═════ SUPPLIED INFORMATION ═════

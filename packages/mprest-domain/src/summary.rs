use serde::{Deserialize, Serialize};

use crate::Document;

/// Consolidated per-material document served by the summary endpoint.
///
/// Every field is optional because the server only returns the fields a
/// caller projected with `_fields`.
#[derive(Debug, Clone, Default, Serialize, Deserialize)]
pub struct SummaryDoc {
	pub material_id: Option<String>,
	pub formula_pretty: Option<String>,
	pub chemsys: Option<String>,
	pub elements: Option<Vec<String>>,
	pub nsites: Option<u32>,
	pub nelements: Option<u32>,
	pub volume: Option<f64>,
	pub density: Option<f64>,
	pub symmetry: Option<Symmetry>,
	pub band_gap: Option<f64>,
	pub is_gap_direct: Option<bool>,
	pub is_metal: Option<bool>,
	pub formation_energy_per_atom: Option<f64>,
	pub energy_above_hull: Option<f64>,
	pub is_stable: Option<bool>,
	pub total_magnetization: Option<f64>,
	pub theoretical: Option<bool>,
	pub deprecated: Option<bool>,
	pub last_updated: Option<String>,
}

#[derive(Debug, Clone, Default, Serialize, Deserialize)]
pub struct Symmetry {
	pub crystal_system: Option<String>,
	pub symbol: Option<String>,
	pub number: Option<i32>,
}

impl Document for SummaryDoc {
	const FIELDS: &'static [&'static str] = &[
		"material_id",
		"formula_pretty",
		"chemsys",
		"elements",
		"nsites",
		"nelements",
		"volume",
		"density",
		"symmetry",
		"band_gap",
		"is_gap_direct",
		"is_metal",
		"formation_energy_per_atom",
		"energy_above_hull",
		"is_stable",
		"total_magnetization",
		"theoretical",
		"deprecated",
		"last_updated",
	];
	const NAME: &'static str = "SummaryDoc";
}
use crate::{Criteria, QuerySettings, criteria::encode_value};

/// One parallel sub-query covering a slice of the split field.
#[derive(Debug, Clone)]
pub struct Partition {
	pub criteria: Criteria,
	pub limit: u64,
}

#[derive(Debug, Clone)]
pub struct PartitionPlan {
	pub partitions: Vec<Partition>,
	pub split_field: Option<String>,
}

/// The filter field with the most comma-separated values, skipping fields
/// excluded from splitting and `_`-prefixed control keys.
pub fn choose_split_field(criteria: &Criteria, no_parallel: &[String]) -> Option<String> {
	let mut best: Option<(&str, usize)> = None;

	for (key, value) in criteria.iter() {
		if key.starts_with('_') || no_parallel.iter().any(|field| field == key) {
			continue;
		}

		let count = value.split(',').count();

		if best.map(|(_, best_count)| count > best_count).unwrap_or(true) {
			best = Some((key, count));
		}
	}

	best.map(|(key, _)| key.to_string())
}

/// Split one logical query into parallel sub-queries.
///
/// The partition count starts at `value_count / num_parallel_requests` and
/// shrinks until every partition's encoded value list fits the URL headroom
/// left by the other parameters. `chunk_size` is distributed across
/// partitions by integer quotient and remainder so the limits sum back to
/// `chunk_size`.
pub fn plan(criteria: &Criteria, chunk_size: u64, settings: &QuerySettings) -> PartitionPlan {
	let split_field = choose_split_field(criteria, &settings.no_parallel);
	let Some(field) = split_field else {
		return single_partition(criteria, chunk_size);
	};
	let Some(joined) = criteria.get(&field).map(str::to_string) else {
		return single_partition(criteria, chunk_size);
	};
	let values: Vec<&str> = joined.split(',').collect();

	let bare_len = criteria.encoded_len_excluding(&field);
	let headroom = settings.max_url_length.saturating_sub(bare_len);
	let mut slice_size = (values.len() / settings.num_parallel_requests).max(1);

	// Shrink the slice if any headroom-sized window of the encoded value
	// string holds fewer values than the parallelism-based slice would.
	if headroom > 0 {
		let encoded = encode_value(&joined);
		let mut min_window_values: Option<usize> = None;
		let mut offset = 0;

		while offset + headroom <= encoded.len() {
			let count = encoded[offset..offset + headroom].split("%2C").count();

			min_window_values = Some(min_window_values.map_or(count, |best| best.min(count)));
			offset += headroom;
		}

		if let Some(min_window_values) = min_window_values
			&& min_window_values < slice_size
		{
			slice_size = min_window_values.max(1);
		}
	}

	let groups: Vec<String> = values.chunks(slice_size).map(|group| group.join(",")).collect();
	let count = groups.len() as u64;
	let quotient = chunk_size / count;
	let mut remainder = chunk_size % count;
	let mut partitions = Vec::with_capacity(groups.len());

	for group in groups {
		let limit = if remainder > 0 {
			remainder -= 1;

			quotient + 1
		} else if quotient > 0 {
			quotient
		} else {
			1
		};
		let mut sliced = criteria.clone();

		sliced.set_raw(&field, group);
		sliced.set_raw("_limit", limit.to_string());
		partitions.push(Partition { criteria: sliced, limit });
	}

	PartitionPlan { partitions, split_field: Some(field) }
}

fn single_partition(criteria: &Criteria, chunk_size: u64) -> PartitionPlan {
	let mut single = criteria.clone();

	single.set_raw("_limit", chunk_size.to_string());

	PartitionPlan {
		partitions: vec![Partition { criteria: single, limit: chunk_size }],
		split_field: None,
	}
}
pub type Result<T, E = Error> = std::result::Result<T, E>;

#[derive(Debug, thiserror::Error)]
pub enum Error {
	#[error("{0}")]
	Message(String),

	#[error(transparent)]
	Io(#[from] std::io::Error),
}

═════

*REQUIRED ACTION:* Copy out only the lines of the records above from the one with "into parallel sub-queries." through the one with "let mut slice_size", exactly as they stand, both included.

*OUTPUT FOR THIS TASK:*
/// Split one logical query into parallel sub-queries.
///
/// The partition count starts at `value_count / num_parallel_requests` and
/// shrinks until every partition's encoded value list fits the URL headroom
/// left by the other parameters. `chunk_size` is distributed across
/// partitions by integer quotient and remainder so the limits sum back to
/// `chunk_size`.
pub fn plan(criteria: &Criteria, chunk_size: u64, settings: &QuerySettings) -> PartitionPlan {
	let split_field = choose_split_field(criteria, &settings.no_parallel);
	let Some(field) = split_field else {
		return single_partition(criteria, chunk_size);
	};
	let Some(joined) = criteria.get(&field).map(str::to_string) else {
		return single_partition(criteria, chunk_size);
	};
	let values: Vec<&str> = joined.split(',').collect();

	let bare_len = criteria.encoded_len_excluding(&field);
	let headroom = settings.max_url_length.saturating_sub(bare_len);
	let mut slice_size = (values.len() / settings.num_parallel_requests).max(1);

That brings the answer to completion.